//! Network identifier.

use serde::{Deserialize, Serialize};
use std::str::FromStr;

use crate::TypesError;

/// Identifies which network the ledger node serves.
#[derive(Clone, Copy, Debug, Default, PartialEq, Eq, Hash, Serialize, Deserialize)]
#[serde(rename_all = "lowercase")]
pub enum Network {
    /// The production network.
    #[default]
    Mainnet,
    /// The public test network.
    Testnet,
    /// Local simulation network.
    Simnet,
}

impl Network {
    /// Default JSON-RPC port of the node on this network.
    pub fn default_rpc_port(&self) -> u16 {
        match self {
            Self::Mainnet => 9109,
            Self::Testnet => 19109,
            Self::Simnet => 19556,
        }
    }

    /// Human-readable name.
    pub fn as_str(&self) -> &'static str {
        match self {
            Self::Mainnet => "mainnet",
            Self::Testnet => "testnet",
            Self::Simnet => "simnet",
        }
    }
}

impl FromStr for Network {
    type Err = TypesError;

    fn from_str(s: &str) -> Result<Self, Self::Err> {
        match s.to_lowercase().as_str() {
            "mainnet" | "main" => Ok(Self::Mainnet),
            "testnet" | "test" => Ok(Self::Testnet),
            "simnet" | "sim" => Ok(Self::Simnet),
            other => Err(TypesError::UnknownNetwork(other.to_string())),
        }
    }
}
━━━━━━━━━━━━━━━━━━━━
_YOUR OBJECTIVE_
Set the listing above down once more in full, exactly as it is.

_ANSWER SPACE_
//! Network identifier.

use serde::{Deserialize, Serialize};
use std::str::FromStr;

use crate::TypesError;

/// Identifies which network the ledger node serves.
#[derive(Clone, Copy, Debug, Default, PartialEq, Eq, Hash, Serialize, Deserialize)]
#[serde(rename_all = "lowercase")]
pub enum Network {
    /// The production network.
    #[default]
    Mainnet,
    /// The public test network.
    Testnet,
    /// Local simulation network.
    Simnet,
}

impl Network {
    /// Default JSON-RPC port of the node on this network.
    pub fn default_rpc_port(&self) -> u16 {
        match self {
            Self::Mainnet => 9109,
            Self::Testnet => 19109,
            Self::Simnet => 19556,
        }
    }

    /// Human-readable name.
    pub fn as_str(&self) -> &'static str {
        match self {
            Self::Mainnet => "mainnet",
            Self::Testnet => "testnet",
            Self::Simnet => "simnet",
        }
    }
}

impl FromStr for Network {
    type Err = TypesError;

    fn from_str(s: &str) -> Result<Self, Self::Err> {
        match s.to_lowercase().as_str() {
            "mainnet" | "main" => Ok(Self::Mainnet),
            "testnet" | "test" => Ok(Self::Testnet),
            "simnet" | "sim" => Ok(Self::Simnet),
            other => Err(TypesError::UnknownNetwork(other.to_string())),
        }
    }
}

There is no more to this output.